RECORD EXTRACTS Block Start

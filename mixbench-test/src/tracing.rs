//! Log capture for tests.

use tracing_subscriber::EnvFilter;

/// Everything from the mixbench crates, and only errors from dependencies.
const DIRECTIVES: &str = "error,mixbench=trace,mixbench_storage=trace,mixbench_cli=trace";

/// Routes logs into the output captured by the test harness.
///
/// Call it at the top of any test whose logs are worth seeing on failure. Only the first call in a
/// test binary installs the subscriber; later calls do nothing.
///
/// ```
/// mixbench_test::tracing::init();
/// mixbench_test::tracing::init();
/// ```
pub fn init() {
    tracing_subscriber::fmt()
        .with_env_filter(EnvFilter::new(DIRECTIVES))
        .with_test_writer()
        .compact()
        .try_init()
        .ok();
}
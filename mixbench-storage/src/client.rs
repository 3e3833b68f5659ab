use std::fmt::Debug;
use std::ops::Range;

use crate::PayloadStream;
use crate::error::Result;

/// Content type assumed when a store does not keep track of one.
pub const DEFAULT_CONTENT_TYPE: &str = "application/octet-stream";

/// Options for [`StorageClient::get_object`].
#[derive(Clone, Debug, Default)]
pub struct GetOptions {
    /// Only fetch the given byte range of the object.
    ///
    /// The range is clamped to the object size.
    pub range: Option<Range<u64>>,
}

/// Options for [`StorageClient::stat_object`].
///
/// The bundled stores do not read any settings from it.
#[derive(Clone, Debug, Default)]
#[non_exhaustive]
pub struct StatOptions {}

/// Metadata returned by [`StorageClient::stat_object`].
#[derive(Clone, Debug, PartialEq, Eq)]
pub struct ObjectInfo {
    /// Name of the object within its bucket.
    pub name: String,
    /// Size of the stored payload in bytes.
    pub size: u64,
    /// Content type the object was stored with.
    pub content_type: String,
}

/// A connection to an object store endpoint.
///
/// All methods address objects by bucket and name. Implementations must be cheap to share across
/// tasks, since a single client serves many concurrent operations.
#[async_trait::async_trait]
pub trait StorageClient: Debug + Send + Sync + 'static {
    /// Identifier of the endpoint this client talks to, used for reporting.
    fn endpoint(&self) -> &str;

    /// Creates the bucket if it does not exist yet.
    async fn make_bucket(&self, bucket: &str) -> Result<()>;

    /// Lists the names of all objects in the bucket.
    async fn list_objects(&self, bucket: &str) -> Result<Vec<String>>;

    /// Stores the payload under the given name and returns the number of bytes written.
    ///
    /// `size` is the declared payload length. Callers compare it against the returned count to
    /// detect short writes.
    async fn put_object(
        &self,
        bucket: &str,
        name: &str,
        payload: PayloadStream,
        size: u64,
        content_type: &str,
    ) -> Result<u64>;

    /// Retrieves the payload of an object as a stream of bytes.
    async fn get_object(
        &self,
        bucket: &str,
        name: &str,
        options: &GetOptions,
    ) -> Result<PayloadStream>;

    /// Retrieves the metadata of an object.
    async fn stat_object(
        &self,
        bucket: &str,
        name: &str,
        options: &StatOptions,
    ) -> Result<ObjectInfo>;

    /// Deletes an object.
    async fn remove_object(&self, bucket: &str, name: &str) -> Result<()>;
}

/// Clamps a requested range to an object of `len` bytes.
pub(crate) fn clamp_range(range: &Range<u64>, len: u64) -> Range<u64> {
    let start = range.start.min(len);
    let end = range.end.clamp(start, len);
    start..end
}

#[cfg(test)]
mod tests {
    use super::*;

    #[test]
    fn clamp_range_within_bounds() {
        assert_eq!(clamp_range(&(2..5), 10), 2..5);
        assert_eq!(clamp_range(&(2..50), 10), 2..10);
        assert_eq!(clamp_range(&(20..50), 10), 10..10);
        assert_eq!(clamp_range(&(5..2), 10), 5..5);
    }
}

RECORD EXTRACTS Block End

→ **WHAT YOU SHOULD DO**: What you output should match every line above exactly.

→ **REPLY TO THE TASK**:
filename mixbench-test/src/tracing.rs
//! Log capture for tests.

use tracing_subscriber::EnvFilter;

/// Everything from the mixbench crates, and only errors from dependencies.
const DIRECTIVES: &str = "error,mixbench=trace,mixbench_storage=trace,mixbench_cli=trace";

/// Routes logs into the output captured by the test harness.
///
/// Call it at the top of any test whose logs are worth seeing on failure. Only the first call in a
/// test binary installs the subscriber; later calls do nothing.
///
/// ```
/// mixbench_test::tracing::init();
/// mixbench_test::tracing::init();
/// ```
pub fn init() {
    tracing_subscriber::fmt()
        .with_env_filter(EnvFilter::new(DIRECTIVES))
        .with_test_writer()
        .compact()
        .try_init()
        .ok();
}
filename mixbench-storage/src/client.rs
repository 3e3833b68f5659ab
use std::fmt::Debug;
use std::ops::Range;

use crate::PayloadStream;
use crate::error::Result;

/// Content type assumed when a store does not keep track of one.
pub const DEFAULT_CONTENT_TYPE: &str = "application/octet-stream";

/// Options for [`StorageClient::get_object`].
#[derive(Clone, Debug, Default)]
pub struct GetOptions {
    /// Only fetch the given byte range of the object.
    ///
    /// The range is clamped to the object size.
    pub range: Option<Range<u64>>,
}

/// Options for [`StorageClient::stat_object`].
///
/// The bundled stores do not read any settings from it.
#[derive(Clone, Debug, Default)]
#[non_exhaustive]
pub struct StatOptions {}

/// Metadata returned by [`StorageClient::stat_object`].
#[derive(Clone, Debug, PartialEq, Eq)]
pub struct ObjectInfo {
    /// Name of the object within its bucket.
    pub name: String,
    /// Size of the stored payload in bytes.
    pub size: u64,
    /// Content type the object was stored with.
    pub content_type: String,
}

/// A connection to an object store endpoint.
///
/// All methods address objects by bucket and name. Implementations must be cheap to share across
/// tasks, since a single client serves many concurrent operations.
#[async_trait::async_trait]
pub trait StorageClient: Debug + Send + Sync + 'static {
    /// Identifier of the endpoint this client talks to, used for reporting.
    fn endpoint(&self) -> &str;

    /// Creates the bucket if it does not exist yet.
    async fn make_bucket(&self, bucket: &str) -> Result<()>;

    /// Lists the names of all objects in the bucket.
    async fn list_objects(&self, bucket: &str) -> Result<Vec<String>>;

    /// Stores the payload under the given name and returns the number of bytes written.
    ///
    /// `size` is the declared payload length. Callers compare it against the returned count to
    /// detect short writes.
    async fn put_object(
        &self,
        bucket: &str,
        name: &str,
        payload: PayloadStream,
        size: u64,
        content_type: &str,
    ) -> Result<u64>;

    /// Retrieves the payload of an object as a stream of bytes.
    async fn get_object(
        &self,
        bucket: &str,
        name: &str,
        options: &GetOptions,
    ) -> Result<PayloadStream>;

    /// Retrieves the metadata of an object.
    async fn stat_object(
        &self,
        bucket: &str,
        name: &str,
        options: &StatOptions,
    ) -> Result<ObjectInfo>;

    /// Deletes an object.
    async fn remove_object(&self, bucket: &str, name: &str) -> Result<()>;
}

/// Clamps a requested range to an object of `len` bytes.
pub(crate) fn clamp_range(range: &Range<u64>, len: u64) -> Range<u64> {
    let start = range.start.min(len);
    let end = range.end.clamp(start, len);
    start..end
}

#[cfg(test)]
mod tests {
    use super::*;

    #[test]
    fn clamp_range_within_bounds() {
        assert_eq!(clamp_range(&(2..5), 10), 2..5);
        assert_eq!(clamp_range(&(2..50), 10), 2..10);
        assert_eq!(clamp_range(&(20..50), 10), 10..10);
        assert_eq!(clamp_range(&(5..2), 10), 5..5);
    }
}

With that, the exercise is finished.